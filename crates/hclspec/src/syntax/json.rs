//! JSON syntax
//!
//! The root must be an object. Its properties become raw [ItemKind::Json] items which are interpreted once a
//! schema asks for them (see [crate::body]). Strings are templates, so `"${var.name}"` interpolates just like in
//! the native syntax.
//!
//! `serde_json` does not track spans. Root properties get the range of their key, found by scanning the source.
//! Everything nested inside a root property reports the range of that root property's key.
use crate::body::{Body, Item, ItemKind};
use crate::diagnostic::{Diagnostic, Diagnostics, SourceRange};
use crate::util::SourceIndex;
use hcl::{Expression, ObjectKey, TemplateExpr};
use std::collections::HashMap;
use std::ops::Range;

pub fn parse(src: &str, filename: &str) -> (Body, Diagnostics) {
    let index = SourceIndex::new(filename, src);

    match serde_json::from_str::<serde_json::Value>(src) {
        Ok(serde_json::Value::Object(object)) => {
            let spans = root_key_spans(src);
            let items = object
                .iter()
                .map(|(name, value)| {
                    let range = spans.get(name).map(|span| index.range(span.clone()));
                    item(name, value, range)
                })
                .collect();

            (Body::new(items), Diagnostics::new())
        }
        Ok(_) => (
            Body::default(),
            Diagnostic::error(
                "Root value must be object",
                "The root value in a JSON-based configuration must be an object, containing attributes and blocks.",
            )
            .with_range(Some(index.range(0..src.len().min(1))))
            .into(),
        ),
        Err(err) => {
            let offset = index.offset(err.line(), err.column());
            let range = index.range(offset..(offset + 1).min(src.len()));

            tracing::debug!(%filename, %err, "syntax error");
            (
                Body::default(),
                Diagnostic::error("Invalid JSON syntax", err.to_string())
                    .with_range(Some(range))
                    .into(),
            )
        }
    }
}

/// Items of a nested object, all located at `range`
pub(crate) fn body_from_object(
    object: &serde_json::Map<String, serde_json::Value>,
    range: Option<&SourceRange>,
) -> Body {
    Body::new(
        object
            .iter()
            .map(|(name, value)| item(name, value, range.cloned()))
            .collect(),
    )
}

fn item(name: &str, value: &serde_json::Value, range: Option<SourceRange>) -> Item {
    Item {
        name: name.to_owned(),
        range,
        kind: ItemKind::Json(value.clone()),
    }
}

/// Byte spans (quotes included) of the root object's keys, first occurrence wins
///
/// Only called on sources `serde_json` accepted.
fn root_key_spans(src: &str) -> HashMap<String, Range<usize>> {
    let bytes = src.as_bytes();
    let mut spans = HashMap::new();
    let mut depth = 0usize;
    let mut expect_key = false;
    let mut index = 0;

    while index < bytes.len() {
        match bytes[index] {
            b'{' => {
                depth += 1;
                expect_key = depth == 1;
            }
            b'[' => depth += 1,
            b'}' | b']' => depth = depth.saturating_sub(1),
            b',' if depth == 1 => expect_key = true,
            b'"' => {
                let start = index;
                index += 1;
                while index < bytes.len() && bytes[index] != b'"' {
                    if bytes[index] == b'\\' {
                        index += 1;
                    }
                    index += 1;
                }
                let end = (index + 1).min(bytes.len());

                if depth == 1 && expect_key {
                    if let Ok(key) = serde_json::from_str::<String>(&src[start..end]) {
                        spans.entry(key).or_insert(start..end);
                    }
                    expect_key = false;
                }
            }
            _ => {}
        }
        index += 1;
    }

    spans
}

/// Reads a JSON value as expression
pub(crate) fn expression(value: &serde_json::Value) -> Expression {
    use serde_json::Value;

    match value {
        Value::Null => Expression::Null,
        Value::Bool(b) => Expression::Bool(*b),
        Value::Number(number) => number_expression(number),
        Value::String(s) if is_template(s) => {
            Expression::TemplateExpr(Box::new(TemplateExpr::QuotedString(s.clone())))
        }
        Value::String(s) => Expression::String(s.clone()),
        Value::Array(array) => Expression::Array(array.iter().map(expression).collect()),
        Value::Object(object) => Expression::Object(
            object
                .iter()
                .map(|(key, value)| {
                    (
                        ObjectKey::Expression(Expression::String(key.clone())),
                        expression(value),
                    )
                })
                .collect(),
        ),
    }
}

fn number_expression(number: &serde_json::Number) -> Expression {
    if let Some(int) = number.as_i64() {
        return Expression::Number(hcl::Number::from(int));
    }

    if let Some(uint) = number.as_u64() {
        return Expression::Number(hcl::Number::from(uint));
    }

    number
        .as_f64()
        .and_then(hcl::Number::from_f64)
        .map(Expression::Number)
        .unwrap_or(Expression::Null)
}

fn is_template(s: &str) -> bool {
    s.contains("${") || s.contains("%{")
}

#[cfg(test)]
mod test {
    use super::*;
    use pretty_assertions::assert_eq;

    #[test]
    fn properties_become_items() {
        let (body, diagnostics) = parse(r#"{"one": 1, "two": {"three": 3}}"#, "main.json");

        assert!(diagnostics.is_empty());
        let names: Vec<_> = body.items().iter().map(|item| item.name.as_str()).collect();
        assert_eq!(names, vec!["one", "two"]);
    }

    #[test]
    fn properties_are_located_at_their_key() {
        let (body, _diagnostics) = parse(
            "{\n  \"one\": {\"two\": 2},\n  \"t\\u0068ree\": [1, {\"four\": 4}]\n}",
            "main.json",
        );

        let positions: Vec<_> = body
            .items()
            .iter()
            .map(|item| {
                let range = item.range.as_ref().expect("root properties carry a range");
                (item.name.as_str(), range.line, range.column)
            })
            .collect();

        assert_eq!(positions, vec![("one", 2, 3), ("three", 3, 3)]);
    }

    #[test]
    fn root_must_be_object() {
        let (_body, diagnostics) = parse("[1, 2]", "main.json");

        assert_eq!(diagnostics.as_slice()[0].summary, "Root value must be object");
    }

    #[test]
    fn syntax_error_points_at_position() {
        let (_body, diagnostics) = parse("{\n  \"one\": ,\n}", "main.json");

        let range = diagnostics.as_slice()[0]
            .range
            .clone()
            .expect("syntax errors carry a range");
        assert_eq!(range.line, 2);
    }

    #[test]
    fn strings_with_interpolation_are_templates() {
        assert_eq!(
            expression(&serde_json::json!("plain")),
            Expression::String("plain".into())
        );
        assert!(matches!(
            expression(&serde_json::json!("${var.one}")),
            Expression::TemplateExpr(_)
        ));
    }
}
use clap::Parser;
use step_hash::HashMap;
use tracing_subscriber::EnvFilter;

#[derive(Parser, Debug)]
struct Args {
    #[arg(short = 'c', long = "target_len", default_value_t = 1000)]
    target_len: usize,
    /// Remove every n-th key after filling, leaving tombstones behind.
    #[arg(short = 'r', long = "remove_every", default_value_t = 0)]
    remove_every: usize,
}

fn main() {
    tracing_subscriber::fmt()
        .with_env_filter(EnvFilter::from_default_env())
        .init();

    let args = Args::parse();

    println!("Filling HashMap with {} string keys...", args.target_len);

    let mut map: HashMap<String, usize> = HashMap::new();
    let mut num_failures = 0;
    for i in 0..args.target_len {
        if map.insert(format!("key_{i:08}"), i).is_err() {
            num_failures += 1;
        }
    }

    if args.remove_every > 0 {
        for i in (0..args.target_len).step_by(args.remove_every) {
            let _ = map.remove(&format!("key_{i:08}"));
        }
    }

    println!("Inserted {} values into table", map.len());
    println!(
        "Capacity: {} (schedule position {})",
        map.capacity(),
        map.size_index()
    );
    println!(
        "Final load factor: {:.2}%",
        (map.len() as f64 / map.capacity() as f64) * 100.0
    );

    map.probe_histogram().print();
    map.debug_stats().print();
    println!("Number of failed inserts: {num_failures}");
}
/// The pair of hash functions driving a double-hashing probe sequence.
///
/// `hash` picks the first slot a key probes, `step` picks the stride between
/// successive slots. Both depend on the table's current capacity, so a
/// [`HashMap`](crate::HashMap) recomputes them after every resize instead of
/// caching them per key.
///
/// Implementations should return `hash < capacity` and `step >= 1`. The map
/// reduces both into range regardless, so a misbehaving hasher only degrades
/// probing, it cannot index out of bounds.
pub trait StepHasher {
    /// Returns the home slot of `key` in a table of `capacity` slots.
    fn hash(&self, key: &str, capacity: usize) -> usize;

    /// Returns the probe stride of `key` in a table of `capacity` slots.
    fn step(&self, key: &str, capacity: usize) -> usize;
}

/// Polynomial hashing over the Unicode scalar values of a key.
///
/// The primary hash is a rolling polynomial whose multiplier starts at 31415
/// and is advanced by a factor of 31 modulo `capacity - 1` after every
/// character. The step hash is a plain polynomial in base 37, clamped to at
/// least 1.
///
/// # Examples
///
/// ```rust
/// use step_hash::PolynomialHasher;
/// use step_hash::StepHasher;
///
/// let hasher = PolynomialHasher;
/// assert_eq!(hasher.hash("a", 5), 2);
/// assert_eq!(hasher.step("a", 5), 2);
/// assert_eq!(hasher.hash("ab", 5), 0);
/// ```
#[derive(Debug, Clone, Copy, Default, PartialEq, Eq)]
pub struct PolynomialHasher;

impl PolynomialHasher {
    const HASH_SEED: u128 = 31415;
    const HASH_BASE: u128 = 31;
    const STEP_BASE: u128 = 37;
}

impl StepHasher for PolynomialHasher {
    fn hash(&self, key: &str, capacity: usize) -> usize {
        // Intermediate products always fit in a u128.
        let capacity = capacity as u128;
        if capacity < 2 {
            return 0;
        }

        let mut value = 0u128;
        let mut a = Self::HASH_SEED;
        for c in key.chars() {
            value = (u128::from(u32::from(c)) + a * value) % capacity;
            a = a * Self::HASH_BASE % (capacity - 1);
        }
        value as usize
    }

    fn step(&self, key: &str, capacity: usize) -> usize {
        let capacity = capacity as u128;
        if capacity == 0 {
            return 1;
        }

        let mut value = 0u128;
        for c in key.chars() {
            value = (u128::from(u32::from(c)) + value * Self::STEP_BASE) % capacity;
        }
        (value as usize).max(1)
    }
}

#[cfg(test)]
mod tests {
    use super::*;

    #[test]
    fn single_character_keys() {
        let hasher = PolynomialHasher;
        // A single character hashes to its code point modulo the capacity.
        for (key, home) in [("a", 2), ("b", 3), ("c", 4), ("d", 0), ("x", 0), ("y", 1)] {
            assert_eq!(hasher.hash(key, 5), home, "{key}");
        }
        assert_eq!(hasher.hash("a", 13), 6);
        assert_eq!(hasher.hash("d", 13), 9);
    }

    #[test]
    fn step_is_never_zero() {
        let hasher = PolynomialHasher;
        assert_eq!(hasher.step("d", 5), 1);
        assert_eq!(hasher.step("x", 5), 1);
        assert_eq!(hasher.step("", 5), 1);
        assert_eq!(hasher.step("a", 5), 2);
        assert_eq!(hasher.step("c", 5), 4);
    }

    #[test]
    fn multi_character_keys() {
        let hasher = PolynomialHasher;
        assert_eq!(hasher.hash("ab", 5), 0);
        assert_eq!(hasher.hash("ab", 13), 11);
        assert_eq!(hasher.step("ab", 13), 8);

        assert_eq!(hasher.hash("goals", 5), 1);
        assert_eq!(hasher.hash("goals", 13), 9);
        assert_eq!(hasher.hash("goals", 29), 16);
        assert_eq!(hasher.step("goals", 29), 12);

        assert_eq!(hasher.hash("assists", 13), 12);
        assert_eq!(hasher.step("assists", 29), 25);
    }

    #[test]
    fn non_ascii_keys_hash_by_code_point() {
        let hasher = PolynomialHasher;
        assert_eq!(hasher.hash("héllo", 13), 4);
        assert_eq!(hasher.step("héllo", 13), 10);
        assert_eq!(hasher.hash("héllo", 29), 14);
        assert_eq!(hasher.step("héllo", 29), 21);
    }

    #[test]
    fn hash_depends_on_capacity() {
        let hasher = PolynomialHasher;
        assert_ne!(hasher.hash("a", 5), hasher.hash("a", 13));
    }

    #[test]
    fn hash_stays_in_range_for_huge_capacities() {
        let hasher = PolynomialHasher;
        let key = "a fairly long key with plenty of characters to overflow a u64";
        assert!(hasher.hash(key, usize::MAX) < usize::MAX);
        assert!(hasher.step(key, usize::MAX) < usize::MAX);
    }
}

------

Assignment: Taking the records from the top, repeat each line exactly until you have repeated the line that contains "let index = SourceIndex::new(filename, src);".

Finished exercise:
filename crates/hclspec/src/syntax/json.rs
//! JSON syntax
//!
//! The root must be an object. Its properties become raw [ItemKind::Json] items which are interpreted once a
//! schema asks for them (see [crate::body]). Strings are templates, so `"${var.name}"` interpolates just like in
//! the native syntax.
//!
//! `serde_json` does not track spans. Root properties get the range of their key, found by scanning the source.
//! Everything nested inside a root property reports the range of that root property's key.
use crate::body::{Body, Item, ItemKind};
use crate::diagnostic::{Diagnostic, Diagnostics, SourceRange};
use crate::util::SourceIndex;
use hcl::{Expression, ObjectKey, TemplateExpr};
use std::collections::HashMap;
use std::ops::Range;

pub fn parse(src: &str, filename: &str) -> (Body, Diagnostics) {
    let index = SourceIndex::new(filename, src);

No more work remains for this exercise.